Neomaterialism: Culture and Theory, Part Two

Todd Nelsen
Marvin Harris (1927-2001) was an American anthropologist that worked under the Boasian tradition in his early life but later turned to cultural materialism. Harris was a prolific writer and published more than fifteen anthropological writings, including Cultural Materialism: The Struggle for a Science of Culture (1979) and Cannibals and Kings: The Origins of Cultures (1977). He performed ethnographic research in Latin America and Africa. Just as Boas, Harris favored empirical evidence to deductive reasoning. However, unlike Karl Marx, who was a true materialist, Harris analyzed society by means of both etic and emic perspectives. Harris did "not deny the possibility that emic, mental, superstructural, and structural components may achieve a degree of autonomy from the etic behavioral infrastructure" ("Cultural Materialism," p. 56). Harris was extremely interested in ecology and utilized the theories of Thomas Malthus, whom he felt Marx had largely ignored, to further his theories:

"Because populations increase geometrically, virtually any kind of animal or plant, if it could produce unchecked, would cover the entire surface of the world within a surprisingly short time. Instead, populations of species remain fairly constant, year after year, because death limits population numbers" (Raven, 2005).

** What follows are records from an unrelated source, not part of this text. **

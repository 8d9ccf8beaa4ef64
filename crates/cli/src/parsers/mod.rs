// SPDX-License-Identifier: MIT
// Copyright (c) 2026 Alfred Jean LLC

//! Framework interpreters.
//!
//! Each interpreter turns a parsed XML tree into a canonical [`Report`].
//! They share the JUnit-style baseline in [`junit`] and only override the
//! hooks where their dialect differs.

use std::borrow::Cow;
use std::path::Path;
use std::sync::Arc;

use crate::cache::FileCache;
use crate::model::{Report, Test};
use crate::xml::Element;

pub mod exunit;
pub mod generic;
pub mod golang;
pub mod junit;
pub mod mocha;
pub mod phpunit;
pub mod registry;
pub mod rspec;

pub use exunit::ExUnitParser;
pub use generic::GenericParser;
pub use golang::GolangParser;
pub use mocha::MochaParser;
pub use phpunit::PhpUnitParser;
pub use registry::ParserRegistry;
pub use rspec::RSpecParser;

/// Selection token asking for content-based detection.
pub const AUTO: &str = "auto";

/// Every interpreter name, in default detection order first.
pub const PARSER_NAMES: &[&str] = &["rspec", "exunit", "mocha", "generic", "phpunit", "golang"];

/// A framework interpreter.
pub trait ReportParser: Send + Sync {
    /// Identifier used for explicit selection and as the report framework.
    fn name(&self) -> &'static str;

    /// Display name, used for `"<title> Suite"` report names.
    fn title(&self) -> &'static str;

    /// Whether the document looks like this framework's output.
    fn applicable(&self, root: &Element) -> bool;

    /// Rewrite the tree before interpretation.
    fn prepare<'a>(&self, root: &'a Element) -> Cow<'a, Element> {
        Cow::Borrowed(root)
    }

    /// Suite name as stored in the report.
    fn suite_name(&self, name: &str) -> String {
        name.to_string()
    }

    /// Adjust a test after the baseline mapping.
    fn decorate_test(&self, _test: &mut Test, _element: &Element) {}

    /// Name given to reports without a name of their own.
    fn default_report_name(&self) -> String {
        format!("{} Suite", self.title())
    }

    /// Interpret a parsed document.
    fn parse(&self, root: &Element) -> Report {
        junit::build_report(self, root)
    }

    /// Interpret the document at `path`.
    ///
    /// Read and parse failures degrade into a report flagged as failed.
    fn parse_file(&self, path: &Path, cache: &mut FileCache) -> Report {
        match cache.tree(path) {
            Ok(root) => {
                let report = self.parse(&root);
                tracing::info!(
                    path = %path.display(),
                    parser = self.name(),
                    suites = report.suites.len(),
                    tests = report.summary.total,
                    "interpreted report"
                );
                report
            }
            Err(err) => {
                tracing::warn!(path = %path.display(), parser = self.name(), "loading report failed: {err}");
                Report::errored(self.default_report_name(), self.name(), err.to_string())
            }
        }
    }

    /// Whether the document at `path` looks like this framework's output.
    ///
    /// By default an unloadable document is not applicable.
    fn applicable_file(&self, path: &Path, cache: &mut FileCache) -> bool {
        match cache.tree(path) {
            Ok(root) => {
                let applicable = self.applicable(&root);
                tracing::debug!(path = %path.display(), parser = self.name(), applicable, "checked applicability");
                applicable
            }
            Err(err) => {
                tracing::debug!(path = %path.display(), parser = self.name(), "not applicable: {err}");
                false
            }
        }
    }
}

/// One instance of every interpreter, in [`PARSER_NAMES`] order.
pub fn all_parsers() -> Vec<Arc<dyn ReportParser>> {
    vec![
        Arc::new(RSpecParser),
        Arc::new(ExUnitParser),
        Arc::new(MochaParser),
        Arc::new(GenericParser),
        Arc::new(PhpUnitParser),
        Arc::new(GolangParser),
    ]
}

/// Look up an interpreter by name.
pub fn get_parser(name: &str) -> Option<Arc<dyn ReportParser>> {
    all_parsers().into_iter().find(|p| p.name() == name)
}

#[cfg(test)]
#[path = "mod_tests.rs"]
mod tests;
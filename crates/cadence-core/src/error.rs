//! Error types for Cadence
//!
//! Each concern has its own enum; [`CadenceError`] wraps them transparently
//! so library code can use `?` across crate boundaries.

use std::path::PathBuf;
use thiserror::Error;

/// Result type alias using CadenceError
pub type Result<T> = std::result::Result<T, CadenceError>;

/// Any failure surfaced by the Cadence libraries
#[derive(Debug, Error)]
pub enum CadenceError {
    #[error(transparent)]
    Config(#[from] ConfigError),

    #[error(transparent)]
    Git(#[from] GitError),

    #[error(transparent)]
    Version(#[from] VersionError),

    #[error(transparent)]
    Changelog(#[from] ChangelogError),

    #[error(transparent)]
    Manifest(#[from] ManifestError),

    #[error("{0}")]
    Other(String),
}

/// Configuration loading and validation failures
#[derive(Debug, Error)]
pub enum ConfigError {
    #[error("Configuration file not found at or above {0}")]
    NotFound(PathBuf),

    #[error("Invalid configuration: {field} - {message}")]
    InvalidValue { field: String, message: String },

    #[error("YAML parsing error: {0}")]
    YamlError(#[from] serde_yaml::Error),

    #[error("TOML parsing error: {0}")]
    TomlError(#[from] toml::de::Error),

    #[error("IO error reading config: {0}")]
    Io(#[from] std::io::Error),
}

/// Failures talking to the commit history
#[derive(Debug, Error)]
pub enum GitError {
    #[error("Git repository not found at {0}")]
    RepositoryNotFound(PathBuf),

    #[error("Not a git repository: {0}")]
    NotARepository(PathBuf),

    #[error("Failed to open repository: {0}")]
    OpenFailed(String),

    #[error("Commit not found: {0}")]
    CommitNotFound(String),

    #[error("Invalid revision '{0}'")]
    InvalidRevision(String),

    #[error("Tag already exists: {0}")]
    TagExists(String),

    #[error("Remote not found: {0}")]
    RemoteNotFound(String),

    /// A worker panicked while holding the repository
    #[error("Repository lock poisoned")]
    LockPoisoned,

    #[error("Git error: {0}")]
    Git2(#[from] git2::Error),
}

/// Version parsing failures
#[derive(Debug, Error)]
pub enum VersionError {
    /// Input and the parser's complaint
    #[error("Failed to parse version '{0}': {1}")]
    ParseFailed(String, String),

    /// Version and the component that would overflow
    #[error("Cannot bump {0}: {1} version is at its maximum")]
    Overflow(String, &'static str),

    #[error("Semver error: {0}")]
    Semver(#[from] semver::Error),
}

/// Changelog file failures
#[derive(Debug, Error)]
pub enum ChangelogError {
    #[error("Failed to read changelog {path}: {reason}")]
    ReadFailed { path: PathBuf, reason: String },

    #[error("Failed to write changelog {path}: {reason}")]
    WriteFailed { path: PathBuf, reason: String },
}

/// Package manifest failures
#[derive(Debug, Error)]
pub enum ManifestError {
    #[error("Package manifest not found at {0}")]
    NotFound(PathBuf),

    #[error("Failed to parse manifest: {0}")]
    Parse(String),

    #[error("Failed to update manifest: {0}")]
    Update(String),

    #[error("Unsupported package type: {0}")]
    UnsupportedType(String),
}

/// A failure scoped to one package's versioning session
#[derive(Debug, Error)]
#[error("package '{package}': {source}")]
pub struct SessionError {
    /// Package the session was running for
    pub package: String,
    /// Underlying failure
    #[source]
    pub source: CadenceError,
}

impl SessionError {
    /// Attach a package name to an error
    pub fn new(package: impl Into<String>, source: impl Into<CadenceError>) -> Self {
        Self {
            package: package.into(),
            source: source.into(),
        }
    }
}

impl CadenceError {
    /// Create a new "other" error with a message
    pub fn other<S: Into<String>>(msg: S) -> Self {
        Self::Other(msg.into())
    }
}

It must be remembered, of course, that human groups do not increase their food supply geometrically. This increase is an arithmetical process. It is quite possible that the record numbers we see today are the result of such an arrangement. Charles Darwin was most certainly in agreement with Malthus when he published The Origin of Species in 1859, and Marvin Harris is of no exception.(1) Expounding upon the materialism of Marx, Harris argued that both production and reproduction are crucial to understanding the infrastructure of society. Harris' primary concern was of sustainment and how both the structure and superstructure are intertwined with this factor of development.

Neomaterialism is quite unlike historical particularism in that it allows for some degree of consistency in terms of analyzing various cultures. By no means does it essentialize human groups into substantive progressions, as social evolutionists had done. Rather, it situates human groups into an ecological, sociological climate that includes both the etic and emic structural components of society...

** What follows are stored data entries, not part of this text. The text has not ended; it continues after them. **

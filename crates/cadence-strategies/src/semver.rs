//! SemVer version strategy

use cadence_core::error::{Result, VersionError};
use semver::{BuildMetadata, Prerelease, Version};

use crate::traits::VersionStrategy;
use crate::types::BumpType;

/// Semantic Versioning strategy
///
/// Follows the SemVer 2.0.0 specification: https://semver.org/
#[derive(Debug, Clone, Copy, Default)]
pub struct SemVerStrategy;

impl SemVerStrategy {
    /// Create a new SemVer strategy
    pub fn new() -> Self {
        Self
    }
}

impl VersionStrategy for SemVerStrategy {
    fn name(&self) -> &'static str {
        "semver"
    }

    fn parse(&self, version: &str) -> Result<Version> {
        let trimmed = version.trim();
        let trimmed = trimmed.strip_prefix('v').unwrap_or(trimmed);

        let parsed = Version::parse(trimmed)
            .map_err(|e| VersionError::ParseFailed(version.to_string(), e.to_string()))?;
        Ok(parsed)
    }

    fn bump(&self, current: &Version, bump_type: BumpType) -> Result<Version> {
        let overflow = |component| VersionError::Overflow(current.to_string(), component);
        let mut result = current.clone();

        match bump_type {
            BumpType::Major => {
                result.major = result.major.checked_add(1).ok_or_else(|| overflow("major"))?;
                result.minor = 0;
                result.patch = 0;
            }
            BumpType::Minor => {
                result.minor = result.minor.checked_add(1).ok_or_else(|| overflow("minor"))?;
                result.patch = 0;
            }
            BumpType::Patch => {
                result.patch = result.patch.checked_add(1).ok_or_else(|| overflow("patch"))?;
            }
            BumpType::Sync | BumpType::None => return Ok(result),
        }

        result.pre = Prerelease::EMPTY;
        result.build = BuildMetadata::EMPTY;
        Ok(result)
    }
}
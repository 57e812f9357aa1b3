//! CLI commands

mod changelog;
mod init;
mod version;

pub use changelog::ChangelogCommand;
pub use init::InitCommand;
pub use version::VersionCommand;
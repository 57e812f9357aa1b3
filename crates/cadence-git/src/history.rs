//! Commit history access shared by the changelog engine
//!
//! [`CommitSource`] is the seam between the engine and git. The engine fans
//! commit lookups out over a worker pool, so sources must be `Send + Sync`.

use std::path::Path;
use std::sync::{Mutex, MutexGuard};

use semver::Version;
use tracing::debug;

use cadence_core::error::GitError;

use crate::repository::{GitRepo, Result};
use crate::types::{CommitInfo, RevisionRange, TagInfo};

/// Read access to a commit history
pub trait CommitSource: Send + Sync {
    /// Commit hashes in a range, newest first
    fn commits_in_range(&self, range: &RevisionRange) -> Result<Vec<String>>;

    /// Look up a single commit
    fn commit(&self, hash: &str) -> Result<CommitInfo>;

    /// All tags in the history
    fn tags(&self) -> Result<Vec<TagInfo>>;

    /// Find a tag by exact name
    fn find_tag(&self, name: &str) -> Result<Option<TagInfo>> {
        Ok(self.tags()?.into_iter().find(|t| t.name == name))
    }

    /// Highest-versioned tag accepted by `accept`
    fn latest_version_tag(&self, accept: &dyn Fn(&TagInfo) -> bool) -> Result<Option<TagInfo>> {
        let latest = self
            .tags()?
            .into_iter()
            .filter(|t| accept(t))
            .filter_map(|t| {
                let version = t.version.as_deref().and_then(|v| Version::parse(v).ok())?;
                Some((version, t))
            })
            .max_by(|a, b| a.0.cmp(&b.0))
            .map(|(_, t)| t);
        debug!(latest = ?latest.as_ref().map(|t| &t.name), "latest version tag");
        Ok(latest)
    }
}

/// A git2 repository usable from several worker threads
///
/// `git2::Repository` is not `Sync`, so every lookup takes the lock.
pub struct SharedRepo {
    inner: Mutex<GitRepo>,
}

impl SharedRepo {
    /// Wrap an opened repository
    pub fn new(repo: GitRepo) -> Self {
        Self {
            inner: Mutex::new(repo),
        }
    }

    /// Discover the repository containing `path`
    pub fn discover(path: &Path) -> Result<Self> {
        GitRepo::discover(path).map(Self::new)
    }

    fn lock(&self) -> Result<MutexGuard<'_, GitRepo>> {
        self.inner.lock().map_err(|_| GitError::LockPoisoned)
    }

    /// Repository root
    pub fn root(&self) -> Result<std::path::PathBuf> {
        Ok(self.lock()?.path().to_path_buf())
    }

    /// URL of a named remote
    pub fn remote_url(&self, name: &str) -> Result<Option<String>> {
        self.lock()?.remote_url(name)
    }

    /// Tag HEAD
    pub fn create_tag(&self, name: &str, message: Option<&str>) -> Result<TagInfo> {
        self.lock()?.create_tag(name, message)
    }
}

impl CommitSource for SharedRepo {
    fn commits_in_range(&self, range: &RevisionRange) -> Result<Vec<String>> {
        self.lock()?.commits_in_range(range)
    }

    fn commit(&self, hash: &str) -> Result<CommitInfo> {
        self.lock()?.get_commit(hash)
    }

    fn tags(&self) -> Result<Vec<TagInfo>> {
        self.lock()?.tags()
    }

    fn find_tag(&self, name: &str) -> Result<Option<TagInfo>> {
        self.lock()?.find_tag(name)
    }
}
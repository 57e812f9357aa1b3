//! Configuration system for Cadence

pub mod defaults;
mod loader;
mod types;
pub mod validation;

pub use defaults::*;
pub use loader::*;
pub use types::*;
pub use validation::*;
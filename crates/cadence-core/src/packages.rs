//! Package discovery
//!
//! Packages come from explicit `packages` entries, from `package_patterns`
//! globs, or, when neither is configured, from the manifest at the
//! repository root.

use std::collections::HashSet;
use std::path::{Path, PathBuf};

use glob::glob;
use tracing::{debug, info, warn};

use crate::config::Config;
use crate::error::{ConfigError, Result};
use crate::manifest::{read_identity, ManifestKind};
use crate::types::PackageInfo;

/// Discover all packages the engine should version
pub fn discover_packages(root: &Path, config: &Config) -> Result<Vec<PackageInfo>> {
    debug!(
        root = %root.display(),
        explicit = config.packages.len(),
        patterns = config.package_patterns.len(),
        "discovering packages"
    );
    let mut packages = Vec::new();
    let mut seen: HashSet<PathBuf> = HashSet::new();

    for pkg in &config.packages {
        let manifest_path = root.join(&pkg.path).join(pkg.kind.file_name());
        seen.insert(pkg.path.clone());
        packages.push(PackageInfo::new(
            pkg.name.clone(),
            pkg.path.clone(),
            pkg.kind,
            manifest_path,
        ));
    }

    for pattern in &config.package_patterns {
        let full_pattern = root.join(pattern).to_string_lossy().to_string();
        let entries = glob(&full_pattern).map_err(|e| ConfigError::InvalidValue {
            field: "package_patterns".to_string(),
            message: e.to_string(),
        })?;

        for entry in entries {
            let dir = entry.map_err(|e| ConfigError::InvalidValue {
                field: "package_patterns".to_string(),
                message: e.to_string(),
            })?;
            if !dir.is_dir() {
                continue;
            }
            let relative = dir.strip_prefix(root).unwrap_or(&dir).to_path_buf();
            if seen.contains(&relative) {
                continue;
            }
            match package_at(root, &relative)? {
                Some(pkg) => {
                    seen.insert(relative);
                    packages.push(pkg);
                }
                None => debug!(dir = %dir.display(), "no manifest in matched directory"),
            }
        }
    }

    if packages.is_empty() {
        match package_at(root, Path::new("."))? {
            Some(pkg) => packages.push(pkg),
            None => warn!(root = %root.display(), "no package manifest found at repository root"),
        }
    }

    info!(count = packages.len(), "discovered packages");
    Ok(packages)
}

/// Build package info for a directory holding a manifest
fn package_at(root: &Path, relative: &Path) -> Result<Option<PackageInfo>> {
    let dir = root.join(relative);
    let Some(kind) = ManifestKind::detect(&dir) else {
        return Ok(None);
    };
    let manifest_path = dir.join(kind.file_name());

    let name = read_identity(kind, &manifest_path)?.name.unwrap_or_else(|| {
        dir.file_name()
            .map(|n| n.to_string_lossy().to_string())
            .unwrap_or_else(|| "root".to_string())
    });

    Ok(Some(PackageInfo::new(
        name,
        relative.to_path_buf(),
        kind,
        manifest_path,
    )))
}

(1) "In looking at Nature, it is most necessary to keep the foregoing in mind - never to forget that every single organic being around us may be said to be striving to the utmost to increase its numbers; that each lives by a struggle at some period of its life. [...] Lighten any check, mitigate the destruction ever so little, and the number of the species will almost instantaneously increase to any amount" (Darwin, 1859).

References

Darwin, C. (1859). The Origin of Species. New York: Barnes & Noble Classics.

McGee, R. & R. Warms. (2007). Anthropological Theory: An Introductory History. New York: McGraw-Hill.

Raven, P. (2005). Biology. New York: McGraw-Hill.